SOMALIE: L'éducation religieuse favorise la radicalisation des jeunes

MOGADISCIO, 4 oct (IPS) – Mukhatar Jama enseigne dans un collège à Mogadiscio depuis la dernière décennie. L'éducation religieuse fait partie intégrante du programme de toutes les écoles en Somalie, mais il affirme que la plupart des parents ne savent pas exactement ce qui est enseigné à leurs enfants – une forme radicale de l'islam.

“Le programme d'études islamiques dont vous entendez parler est le wahhabisme pur, exporté d'Arabie Saoudite, qui enseigne aux enfants que tous ceux qui ne sont pas wahhabites sont des non-croyants, y compris les parents des enfants, et qu'il est normal de tuer les non-musulmans”, a déclaré Jama à IPS.

Bien qu'il n'existe aucune statistique sur le nombre d'écoles en Somalie, la plupart dans le pays suivent le programme saoudien, qui prône et inculque le wahhabisme. C'est une interprétation beaucoup plus radicale de l'islam par rapport à l'école soufi modérée que l’ancienne génération de Somaliens suit.

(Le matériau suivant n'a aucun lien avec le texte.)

// ── Sleeping and time ─────────────────────────────────────────────────

#[test]
fn test_sleep_until_and_past_times() {
    let rt = staged(QueueBackend::Tree);
    let log = Log::default();
    let l = Arc::clone(&log);
    rt.submit_at(0.0, move |cx| {
        cx.sleep_until(3.5)?;
        l.lock().push(format!("{}", cx.now()));
        cx.sleep_until(1.0)?;
        l.lock().push(format!("{}", cx.now()));
        assert!(matches!(cx.sleep_for(-1.0), Err(KernelError::InvalidTime(_))));
        assert!(matches!(cx.sleep_until(f64::NAN), Err(KernelError::InvalidTime(_))));
        assert!(matches!(
            cx.submit_at(0.5, |_| Ok(())),
            Err(KernelError::NonCausal { .. })
        ));
        Ok(())
    })
    .unwrap();

    run(&rt);
    assert_eq!(entries(&log), vec!["3.5", "3.5"]);
    assert!(rt.faults().is_empty());
    assert!(matches!(
        rt.submit_at(1.0, |_| Ok(())),
        Err(KernelError::NonCausal { .. })
    ));
    assert!(matches!(
        rt.submit_at(f64::INFINITY, |_| Ok(())),
        Err(KernelError::InvalidTime(_))
    ));
    assert!(matches!(
        rt.submit_after(-0.5, |_| Ok(())),
        Err(KernelError::InvalidTime(_))
    ));
}

// ── Locks ─────────────────────────────────────────────────────────────

#[test]
fn test_lock_hand_off_is_fifo() {
    let rt = staged(QueueBackend::Tree);
    let log = Log::default();
    let r = ResourceId::new(1);

    let l = Arc::clone(&log);
    rt.submit_at(0.0, move |cx| {
        cx.lock(r)?;
        l.lock().push(format!("a locked@{}", cx.now()));
        cx.sleep_for(1.0)?;
        l.lock().push(format!("a unlock@{}", cx.now()));
        cx.unlock(r);
        Ok(())
    })
    .unwrap();
    for (time, name) in [(0.5, "b"), (0.75, "c"), (1.0, "d")] {
        let l = Arc::clone(&log);
        rt.submit_at(time, move |cx| {
            cx.lock(r)?;
            l.lock().push(format!("{} locked@{}", name, cx.now()));
            cx.unlock(r);
            Ok(())
        })
        .unwrap();
    }

    run(&rt);
    assert_eq!(
        entries(&log),
        vec!["a locked@0", "a unlock@1", "b locked@1", "c locked@1", "d locked@1"]
    );
    let info = rt.lock_info(r).unwrap();
    assert_eq!(info.holder, None);
    assert_eq!(info.hold_count, 0);
    assert_eq!(info.lock_requesters, 0);
    assert_eq!(rt.stats().workers_spawned, 4);
}

#[test]
fn test_unlock_by_non_holder_is_ignored() {
    let rt = staged(QueueBackend::Tree);
    let log = Log::default();
    let r = ResourceId::new(9);

    let l = Arc::clone(&log);
    rt.submit_at(0.0, move |cx| {
        cx.lock(r)?;
        cx.sleep_for(2.0)?;
        l.lock().push(format!("a unlock@{}", cx.now()));
        cx.unlock(r);
        Ok(())
    })
    .unwrap();
    rt.submit_at(1.0, move |cx| {
        cx.unlock(r);
        cx.unlock(ResourceId::new(10));
        Ok(())
    })
    .unwrap();
    let l = Arc::clone(&log);
    rt.submit_at(1.5, move |cx| {
        cx.lock(r)?;
        l.lock().push(format!("c locked@{}", cx.now()));
        cx.unlock(r);
        Ok(())
    })
    .unwrap();

    run(&rt);
    assert_eq!(entries(&log), vec!["a unlock@2", "c locked@2"]);
    assert_eq!(rt.lock_info(r).unwrap().holder, None);
    assert!(rt.lock_info(ResourceId::new(10)).is_none());
}

#[test]
fn test_completed_task_releases_its_locks() {
    let rt = staged(QueueBackend::Tree);
    let log = Log::default();
    let r = ResourceId::new(1);

    // Returns on W0 without unlocking.
    rt.submit_at(0.0, move |cx| {
        cx.lock(r)?;
        cx.sleep_for(1.0)
    })
    .unwrap();
    let l = Arc::clone(&log);
    rt.submit_at(0.5, move |cx| {
        cx.lock(r)?;
        l.lock().push(format!("h locked@{} on {}", cx.now(), cx.worker_id()));
        cx.sleep_for(2.0)?;
        l.lock().push(format!("h unlock@{}", cx.now()));
        cx.unlock(r);
        Ok(())
    })
    .unwrap();
    // Recycled onto W0, which must not inherit the first task's hold.
    let l = Arc::clone(&log);
    rt.submit_at(2.0, move |cx| {
        cx.lock(r)?;
        l.lock().push(format!("d locked@{} on {}", cx.now(), cx.worker_id()));
        cx.unlock(r);
        Ok(())
    })
    .unwrap();

    run(&rt);
    assert_eq!(
        entries(&log),
        vec!["h locked@1 on W1", "h unlock@3", "d locked@3 on W0"]
    );
    let info = rt.lock_info(r).unwrap();
    assert_eq!(info.holder, None);
    assert_eq!(info.hold_count, 0);
    assert_eq!(rt.stats().workers_spawned, 2);
    assert_eq!(rt.stats().faults, 0);
}

// ── Wait / notify ─────────────────────────────────────────────────────

#[test]
fn test_notify_all_wakes_only_that_resource() {
    let rt = staged(QueueBackend::Tree);
    let log = Log::default();
    let r = ResourceId::new(1);
    let other = ResourceId::new(2);

    for name in ["w1", "w2"] {
        let l = Arc::clone(&log);
        rt.submit_at(0.0, move |cx| {
            cx.lock(r)?;
            cx.wait(r)?;
            l.lock().push(format!("{}@{}", name, cx.now()));
            cx.unlock(r);
            Ok(())
        })
        .unwrap();
    }
    let l = Arc::clone(&log);
    rt.submit_at(0.0, move |cx| {
        cx.lock(other)?;
        cx.wait(other)?;
        l.lock().push("bystander woke".into());
        Ok(())
    })
    .unwrap();
    let l = Arc::clone(&log);
    rt.submit_at(1.0, move |cx| {
        cx.lock(r)?;
        let woken = cx.notify_all(r);
        l.lock().push(format!("notified {}", woken));
        cx.unlock(r);
        Ok(())
    })
    .unwrap();

    run(&rt);
    assert_eq!(entries(&log), vec!["notified 2", "w1@1", "w2@1"]);

    let waiting: Vec<_> = rt
        .workers()
        .into_iter()
        .filter(|w| w.state == WorkerState::Waiting)
        .collect();
    assert_eq!(waiting.len(), 1);
    assert_eq!(waiting[0].sleep_target, Some(other));
    assert_eq!(rt.lock_info(other).unwrap().waiters, 1);
    assert_eq!(rt.lock_info(other).unwrap().holder, None);
    assert_eq!(rt.lock_info(r).unwrap().waiters, 0);
    assert_eq!(rt.lock_info(r).unwrap().holder, None);

    // The bystander is cancelled rather than woken.
    rt.reset().unwrap();
    assert!(!entries(&log).contains(&"bystander woke".to_string()));
}

#[test]
fn test_notify_wakes_one_in_fifo_order() {
    let rt = staged(QueueBackend::Tree);
    let log = Log::default();
    let r = ResourceId::new(3);

    for name in ["first", "second"] {
        let l = Arc::clone(&log);
        rt.submit_at(0.0, move |cx| {
            cx.lock(r)?;
            cx.wait(r)?;
            l.lock().push(format!("{}@{}", name, cx.now()));
            cx.unlock(r);
            Ok(())
        })
        .unwrap();
    }
    for time in [1.0, 2.0, 3.0] {
        let l = Arc::clone(&log);
        rt.submit_at(time, move |cx| {
            let woken = cx.notify(r);
            l.lock().push(format!("notify={}", woken));
            Ok(())
        })
        .unwrap();
    }

    run(&rt);
    assert_eq!(
        entries(&log),
        vec!["notify=1", "first@1", "notify=1", "second@2", "notify=0"]
    );
}

#[test]
fn test_wait_restores_hold_count() {
    let rt = staged(QueueBackend::Tree);
    let r = ResourceId::new(4);
    rt.submit_at(0.0, move |cx| {
        cx.lock(r)?;
        cx.lock(r)?;
        cx.wait(r)?;
        // Held twice again; drop one count and keep the other.
        cx.unlock(r);
        Ok(())
    })
    .unwrap();
    rt.submit_at(1.0, move |cx| {
        cx.lock(r)?;
        cx.notify(r);
        cx.unlock(r);
        Ok(())
    })
    .unwrap();

    run(&rt);
    let info = rt.lock_info(r).unwrap();
    assert_eq!(info.holder, Some(WorkerId::new(0)));
    assert_eq!(info.hold_count, 1);
}

#[test]
fn test_wait_without_holding_reacquires_nothing() {
    let rt = staged(QueueBackend::Tree);
    let log = Log::default();
    let r = ResourceId::new(5);
    let l = Arc::clone(&log);
    rt.submit_at(0.0, move |cx| {
        cx.wait(r)?;
        l.lock().push(format!("woke@{}", cx.now()));
        Ok(())
    })
    .unwrap();
    rt.submit_at(2.0, move |cx| {
        assert_eq!(cx.notify(r), 1);
        Ok(())
    })
    .unwrap();

    run(&rt);
    assert_eq!(entries(&log), vec!["woke@2"]);
    assert_eq!(rt.lock_info(r).unwrap().holder, None);
}

// ── Suspend / resume ──────────────────────────────────────────────────

#[test]
fn test_stop_from_inside_then_resume() {
    let rt = staged(QueueBackend::Tree);
    let log: Arc<Mutex<Vec<f64>>> = Arc::default();
    for i in 1..=10 {
        let log = Arc::clone(&log);
        rt.submit_at(i as f64, move |cx| {
            log.lock().push(cx.now());
            if i == 5 {
                cx.stop();
            }
            Ok(())
        })
        .unwrap();
    }

    run(&rt);
    assert_eq!(rt.state(), RuntimeState::Suspended);
    assert_eq!(*log.lock(), vec![1.0, 2.0, 3.0, 4.0, 5.0]);
    assert_eq!(rt.now(), 5.0);
    assert_eq!(rt.stats().waiting, 5);

    run(&rt);
    assert_eq!(rt.state(), RuntimeState::Inactive);
    let expected: Vec<f64> = (1..=10).map(|i| i as f64).collect();
    assert_eq!(*log.lock(), expected);
    assert_eq!(rt.now(), 10.0);
}

#[test]
fn test_host_stop_mid_run_then_resume() {
    let rt = staged(QueueBackend::Calendar);
    let log: Arc<Mutex<Vec<(String, f64)>>> = Arc::default();
    for (name, start) in [("a", 0.0), ("b", 0.5)] {
        let log = Arc::clone(&log);
        rt.submit_at(start, move |cx| {
            for _ in 0..10 {
                log.lock().push((name.to_string(), cx.now()));
                cx.sleep_for(1.0)?;
            }
            Ok(())
        })
        .unwrap();
    }
    // Holds the run at 4.25 until the host has asked for a stop.
    let go = Arc::new(AtomicBool::new(false));
    let gate = Arc::clone(&go);
    let l = Arc::clone(&log);
    rt.submit_at(4.25, move |cx| {
        while !gate.load(Ordering::SeqCst) {
            std::thread::yield_now();
        }
        l.lock().push(("gate".to_string(), cx.now()));
        Ok(())
    })
    .unwrap();

    rt.resume().unwrap();
    rt.stop(false).unwrap();
    go.store(true, Ordering::SeqCst);
    rt.stop(true).unwrap();
    assert_eq!(rt.state(), RuntimeState::Suspended);

    let partial = log.lock().clone();
    assert!(!partial.is_empty());
    assert!(partial.windows(2).all(|w| w[0].1 < w[1].1));
    let stopped_at = rt.now();
    assert_eq!(partial.last().map(|e| e.1), Some(stopped_at));
    assert!(stopped_at <= 4.25);

    run(&rt);
    assert_eq!(rt.state(), RuntimeState::Inactive);
    let mut expected: Vec<(String, f64)> = (0..10)
        .flat_map(|i| [("a".to_string(), i as f64), ("b".to_string(), i as f64 + 0.5)])
        .collect();
    expected.insert(9, ("gate".to_string(), 4.25));
    let full = log.lock().clone();
    assert_eq!(full, expected);
    assert_eq!(&full[..partial.len()], &partial[..]);
    assert!(full[partial.len()].1 > stopped_at);
    assert_eq!(rt.now(), 10.5);
}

La radicalisation de la jeunesse de la Somalie a déjà commencé à dépasser les frontières de ce pays déchiré par la guerre pour atteindre ses voisins, influant sur la situation sécuritaire fragile de la région.

Elle a pris racine non seulement en Somalie et au Kenya, mais dans toute la sous-région, a indiqué à IPS, Omar Yusuf, un analyste à Mogadiscio, la capitale somalienne.

“Le cas de Westgate [au Kenya] est peut-être l'un des nombreux appels à la vigilance pour des gouvernements de la région afin de lutter contre la radicalisation croissante et l’étape suivante logique du militantisme mortel chez les jeunes de la région”, a déclaré Yusuf.

L'attaque du 21 septembre contre le centre commercial Westgate à Nairobi, au Kenya, par le groupe militant islamiste somalien Al-Shabaab, a fait plus de 70 morts et des dizaines de blessés.

Al-Shabaab lié à Al-Qaïda avait à plusieurs reprises juré de cibler le Kenya après que les troupes du pays ont traversé la frontière pour entrer en Somalie en 2011 et ont chassé les combattants du groupe radical des zones importantes dans le sud de la Somalie, y compris Kismayo, une ville portuaire.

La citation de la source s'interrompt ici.